→ Stored records:
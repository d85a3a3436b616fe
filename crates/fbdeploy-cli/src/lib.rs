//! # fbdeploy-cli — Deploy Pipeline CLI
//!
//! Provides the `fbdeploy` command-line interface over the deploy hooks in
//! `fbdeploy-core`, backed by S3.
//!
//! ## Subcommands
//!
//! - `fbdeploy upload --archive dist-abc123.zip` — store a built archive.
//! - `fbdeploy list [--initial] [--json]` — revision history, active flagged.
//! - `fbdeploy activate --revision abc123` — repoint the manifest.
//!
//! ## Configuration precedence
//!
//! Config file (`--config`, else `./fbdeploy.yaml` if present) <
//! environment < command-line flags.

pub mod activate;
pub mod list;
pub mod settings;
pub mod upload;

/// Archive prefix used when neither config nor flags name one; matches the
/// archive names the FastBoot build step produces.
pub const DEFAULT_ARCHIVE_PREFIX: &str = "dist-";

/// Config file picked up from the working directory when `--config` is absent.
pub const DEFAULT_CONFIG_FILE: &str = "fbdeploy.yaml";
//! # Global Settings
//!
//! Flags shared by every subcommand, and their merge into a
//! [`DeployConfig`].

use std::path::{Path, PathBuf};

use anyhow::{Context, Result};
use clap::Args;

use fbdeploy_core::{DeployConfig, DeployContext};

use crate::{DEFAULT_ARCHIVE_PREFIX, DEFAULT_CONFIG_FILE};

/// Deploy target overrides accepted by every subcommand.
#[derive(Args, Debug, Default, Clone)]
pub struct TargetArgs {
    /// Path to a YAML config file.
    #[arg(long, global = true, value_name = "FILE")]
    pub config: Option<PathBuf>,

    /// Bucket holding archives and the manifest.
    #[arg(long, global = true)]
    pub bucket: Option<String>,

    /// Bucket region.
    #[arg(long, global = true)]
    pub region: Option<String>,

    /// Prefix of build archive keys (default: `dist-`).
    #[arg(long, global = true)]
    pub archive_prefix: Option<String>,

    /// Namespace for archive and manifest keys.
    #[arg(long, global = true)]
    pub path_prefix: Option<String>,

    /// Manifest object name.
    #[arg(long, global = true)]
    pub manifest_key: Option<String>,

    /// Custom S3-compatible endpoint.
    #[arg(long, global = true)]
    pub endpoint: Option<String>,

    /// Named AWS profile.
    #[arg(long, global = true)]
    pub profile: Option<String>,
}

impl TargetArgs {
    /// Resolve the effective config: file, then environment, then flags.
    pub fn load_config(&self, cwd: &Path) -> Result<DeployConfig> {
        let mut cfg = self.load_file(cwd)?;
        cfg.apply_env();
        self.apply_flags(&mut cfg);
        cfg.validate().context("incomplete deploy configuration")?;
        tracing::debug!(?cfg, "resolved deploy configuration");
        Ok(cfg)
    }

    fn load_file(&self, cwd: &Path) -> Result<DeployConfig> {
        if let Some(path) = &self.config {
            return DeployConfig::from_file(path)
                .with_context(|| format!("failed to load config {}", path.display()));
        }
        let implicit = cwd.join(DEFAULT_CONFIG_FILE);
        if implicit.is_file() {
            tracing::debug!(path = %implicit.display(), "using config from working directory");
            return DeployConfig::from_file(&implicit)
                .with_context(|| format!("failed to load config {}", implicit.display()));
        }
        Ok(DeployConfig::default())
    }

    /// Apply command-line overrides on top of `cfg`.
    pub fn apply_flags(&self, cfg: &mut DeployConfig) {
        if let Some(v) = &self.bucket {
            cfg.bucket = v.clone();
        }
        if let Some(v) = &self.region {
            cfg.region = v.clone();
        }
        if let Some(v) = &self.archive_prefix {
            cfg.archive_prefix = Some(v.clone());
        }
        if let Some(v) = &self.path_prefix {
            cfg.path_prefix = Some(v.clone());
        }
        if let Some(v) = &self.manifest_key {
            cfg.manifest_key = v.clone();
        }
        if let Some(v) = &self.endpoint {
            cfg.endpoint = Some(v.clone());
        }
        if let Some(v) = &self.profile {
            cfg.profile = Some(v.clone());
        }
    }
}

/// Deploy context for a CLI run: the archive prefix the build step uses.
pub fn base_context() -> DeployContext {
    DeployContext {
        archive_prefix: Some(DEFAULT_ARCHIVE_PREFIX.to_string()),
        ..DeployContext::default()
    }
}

→ What to produce: Repeat the records above exactly, with nothing left out.

→ Answer box:
repository d85a3a3436b616fe
filename crates/fbdeploy-cli/src/lib.rs
//! # fbdeploy-cli — Deploy Pipeline CLI
//!
//! Provides the `fbdeploy` command-line interface over the deploy hooks in
//! `fbdeploy-core`, backed by S3.
//!
//! ## Subcommands
//!
//! - `fbdeploy upload --archive dist-abc123.zip` — store a built archive.
//! - `fbdeploy list [--initial] [--json]` — revision history, active flagged.
//! - `fbdeploy activate --revision abc123` — repoint the manifest.
//!
//! ## Configuration precedence
//!
//! Config file (`--config`, else `./fbdeploy.yaml` if present) <
//! environment < command-line flags.

pub mod activate;
pub mod list;
pub mod settings;
pub mod upload;

/// Archive prefix used when neither config nor flags name one; matches the
/// archive names the FastBoot build step produces.
pub const DEFAULT_ARCHIVE_PREFIX: &str = "dist-";

/// Config file picked up from the working directory when `--config` is absent.
pub const DEFAULT_CONFIG_FILE: &str = "fbdeploy.yaml";
//! # Global Settings
//!
//! Flags shared by every subcommand, and their merge into a
//! [`DeployConfig`].

use std::path::{Path, PathBuf};

use anyhow::{Context, Result};
use clap::Args;

use fbdeploy_core::{DeployConfig, DeployContext};

use crate::{DEFAULT_ARCHIVE_PREFIX, DEFAULT_CONFIG_FILE};

/// Deploy target overrides accepted by every subcommand.
#[derive(Args, Debug, Default, Clone)]
pub struct TargetArgs {
    /// Path to a YAML config file.
    #[arg(long, global = true, value_name = "FILE")]
    pub config: Option<PathBuf>,

    /// Bucket holding archives and the manifest.
    #[arg(long, global = true)]
    pub bucket: Option<String>,

    /// Bucket region.
    #[arg(long, global = true)]
    pub region: Option<String>,

    /// Prefix of build archive keys (default: `dist-`).
    #[arg(long, global = true)]
    pub archive_prefix: Option<String>,

    /// Namespace for archive and manifest keys.
    #[arg(long, global = true)]
    pub path_prefix: Option<String>,

    /// Manifest object name.
    #[arg(long, global = true)]
    pub manifest_key: Option<String>,

    /// Custom S3-compatible endpoint.
    #[arg(long, global = true)]
    pub endpoint: Option<String>,

    /// Named AWS profile.
    #[arg(long, global = true)]
    pub profile: Option<String>,
}

impl TargetArgs {
    /// Resolve the effective config: file, then environment, then flags.
    pub fn load_config(&self, cwd: &Path) -> Result<DeployConfig> {
        let mut cfg = self.load_file(cwd)?;
        cfg.apply_env();
        self.apply_flags(&mut cfg);
        cfg.validate().context("incomplete deploy configuration")?;
        tracing::debug!(?cfg, "resolved deploy configuration");
        Ok(cfg)
    }

    fn load_file(&self, cwd: &Path) -> Result<DeployConfig> {
        if let Some(path) = &self.config {
            return DeployConfig::from_file(path)
                .with_context(|| format!("failed to load config {}", path.display()));
        }
        let implicit = cwd.join(DEFAULT_CONFIG_FILE);
        if implicit.is_file() {
            tracing::debug!(path = %implicit.display(), "using config from working directory");
            return DeployConfig::from_file(&implicit)
                .with_context(|| format!("failed to load config {}", implicit.display()));
        }
        Ok(DeployConfig::default())
    }

    /// Apply command-line overrides on top of `cfg`.
    pub fn apply_flags(&self, cfg: &mut DeployConfig) {
        if let Some(v) = &self.bucket {
            cfg.bucket = v.clone();
        }
        if let Some(v) = &self.region {
            cfg.region = v.clone();
        }
        if let Some(v) = &self.archive_prefix {
            cfg.archive_prefix = Some(v.clone());
        }
        if let Some(v) = &self.path_prefix {
            cfg.path_prefix = Some(v.clone());
        }
        if let Some(v) = &self.manifest_key {
            cfg.manifest_key = v.clone();
        }
        if let Some(v) = &self.endpoint {
            cfg.endpoint = Some(v.clone());
        }
        if let Some(v) = &self.profile {
            cfg.profile = Some(v.clone());
        }
    }
}

/// Deploy context for a CLI run: the archive prefix the build step uses.
pub fn base_context() -> DeployContext {
    DeployContext {
        archive_prefix: Some(DEFAULT_ARCHIVE_PREFIX.to_string()),
        ..DeployContext::default()
    }
}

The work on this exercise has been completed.